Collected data
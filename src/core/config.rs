//! Environment configuration.
//!
//! Everything here is fixed when the environment is built; none of it can be
//! renegotiated mid-episode. Configs deserialize with defaults so a training
//! loop can supply only the fields it cares about.

use serde::{Deserialize, Serialize};

use crate::error::EnvError;

/// Default per-episode step budget.
pub const DEFAULT_MAX_STEPS: usize = 500;

/// Default reward for an illegal action.
pub const DEFAULT_ILLEGAL_ACTION_PENALTY: f64 = -100.0;

/// How the training loop drives the agents.
#[derive(Clone, Copy, Debug, Default, PartialEq, Eq, Serialize, Deserialize)]
pub enum AgentMode {
    /// One action per step, applied for whoever is to act.
    #[default]
    Single,
    /// Every agent submits an action every step; idle agents submit the no-op.
    Multi,
}

/// Which engine reward a single-agent environment reports at terminal.
#[derive(Clone, Copy, Debug, Default, PartialEq, Eq, Serialize, Deserialize)]
pub enum SingleAgentReward {
    /// Terminal reward of the agent that made the final move.
    #[default]
    Mover,
    /// Largest terminal reward over all agents.
    Maximum,
}

/// Bounds hint for an Action variable. Consumed by the training loop only.
#[derive(Clone, Copy, Debug, PartialEq, Serialize, Deserialize)]
pub struct ActionBounds {
    pub lower: f64,
    pub upper: f64,
}

/// Environment configuration.
#[derive(Clone, Debug, PartialEq, Serialize, Deserialize)]
#[serde(default)]
pub struct EnvConfig {
    /// Single- or multi-agent driving.
    pub mode: AgentMode,

    /// Steps after which a non-terminal episode is truncated.
    pub max_steps: usize,

    /// Reward routed to an agent whose action was rejected.
    pub illegal_action_penalty: f64,

    /// Terminal reward selection in single-agent mode.
    pub terminal_reward: SingleAgentReward,

    /// Optional bounds hint copied into Action variable descriptors.
    pub action_bounds: Option<ActionBounds>,

    /// Optional exploration noise hint copied into Action variable descriptors.
    pub exploration_noise: Option<f64>,
}

impl Default for EnvConfig {
    fn default() -> Self {
        Self {
            mode: AgentMode::Single,
            max_steps: DEFAULT_MAX_STEPS,
            illegal_action_penalty: DEFAULT_ILLEGAL_ACTION_PENALTY,
            terminal_reward: SingleAgentReward::Mover,
            action_bounds: None,
            exploration_noise: None,
        }
    }
}

impl EnvConfig {
    /// Create a new config with defaults.
    pub fn new() -> Self {
        Self::default()
    }

    /// Default config in multi-agent mode.
    pub fn multi_agent() -> Self {
        Self::default().with_mode(AgentMode::Multi)
    }

    /// Set the agent mode.
    #[must_use]
    pub fn with_mode(mut self, mode: AgentMode) -> Self {
        self.mode = mode;
        self
    }

    /// Set the step budget.
    #[must_use]
    pub fn with_max_steps(mut self, max_steps: usize) -> Self {
        self.max_steps = max_steps;
        self
    }

    /// Set the illegal-action penalty.
    #[must_use]
    pub fn with_illegal_action_penalty(mut self, penalty: f64) -> Self {
        self.illegal_action_penalty = penalty;
        self
    }

    /// Set the single-agent terminal reward policy.
    #[must_use]
    pub fn with_terminal_reward(mut self, policy: SingleAgentReward) -> Self {
        self.terminal_reward = policy;
        self
    }

    /// Set the action bounds hint.
    #[must_use]
    pub fn with_action_bounds(mut self, lower: f64, upper: f64) -> Self {
        self.action_bounds = Some(ActionBounds { lower, upper });
        self
    }

    /// Set the exploration noise hint.
    #[must_use]
    pub fn with_exploration_noise(mut self, noise: f64) -> Self {
        self.exploration_noise = Some(noise);
        self
    }

    /// Check the config for values the adapter cannot honour.
    pub fn validate(&self) -> Result<(), EnvError> {
        if self.max_steps == 0 {
            return Err(EnvError::Config("max_steps must be at least 1".into()));
        }
        if !self.illegal_action_penalty.is_finite() {
            return Err(EnvError::Config(
                "illegal_action_penalty must be finite".into(),
            ));
        }
        if let Some(bounds) = self.action_bounds {
            if !(bounds.lower <= bounds.upper) {
                return Err(EnvError::Config(format!(
                    "action bounds are inverted: {} > {}",
                    bounds.lower, bounds.upper
                )));
            }
        }
        Ok(())
    }
}

#[cfg(test)]
mod tests {
    use super::*;

    #[test]
    fn test_defaults() {
        let config = EnvConfig::default();
        assert_eq!(config.mode, AgentMode::Single);
        assert_eq!(config.max_steps, 500);
        assert_eq!(config.illegal_action_penalty, -100.0);
        assert_eq!(config.terminal_reward, SingleAgentReward::Mover);
        assert!(config.validate().is_ok());
    }

    #[test]
    fn test_builder() {
        let config = EnvConfig::multi_agent()
            .with_max_steps(20)
            .with_illegal_action_penalty(-5.0)
            .with_action_bounds(0.0, 2.0)
            .with_exploration_noise(0.1);

        assert_eq!(config.mode, AgentMode::Multi);
        assert_eq!(config.max_steps, 20);
        assert_eq!(config.illegal_action_penalty, -5.0);
        assert_eq!(config.action_bounds, Some(ActionBounds { lower: 0.0, upper: 2.0 }));
        assert_eq!(config.exploration_noise, Some(0.1));
    }

    #[test]
    fn test_validate_rejects_zero_budget() {
        let err = EnvConfig::new().with_max_steps(0).validate().unwrap_err();
        assert!(matches!(err, EnvError::Config(_)));
    }

    #[test]
    fn test_validate_rejects_nan_penalty() {
        assert!(EnvConfig::new()
            .with_illegal_action_penalty(f64::NAN)
            .validate()
            .is_err());
    }

    #[test]
    fn test_validate_rejects_inverted_bounds() {
        assert!(EnvConfig::new().with_action_bounds(3.0, 1.0).validate().is_err());
    }

    #[test]
    fn test_partial_json_uses_defaults() {
        let config: EnvConfig =
            serde_json::from_str(r#"{"mode": "Multi", "max_steps": 64}"#).unwrap();

        assert_eq!(config.mode, AgentMode::Multi);
        assert_eq!(config.max_steps, 64);
        assert_eq!(config.illegal_action_penalty, DEFAULT_ILLEGAL_ACTION_PENALTY);
    }
}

What you are asked to do: Word for word, restate the lines above from the line containing "if !(bounds.lower <= bounds.upper)" through the line containing "assert_eq!(config.mode, AgentMode::Single);", with both included and nothing else.

Solution to the exercise:
            if !(bounds.lower <= bounds.upper) {
                return Err(EnvError::Config(format!(
                    "action bounds are inverted: {} > {}",
                    bounds.lower, bounds.upper
                )));
            }
        }
        Ok(())
    }
}

#[cfg(test)]
mod tests {
    use super::*;

    #[test]
    fn test_defaults() {
        let config = EnvConfig::default();
        assert_eq!(config.mode, AgentMode::Single);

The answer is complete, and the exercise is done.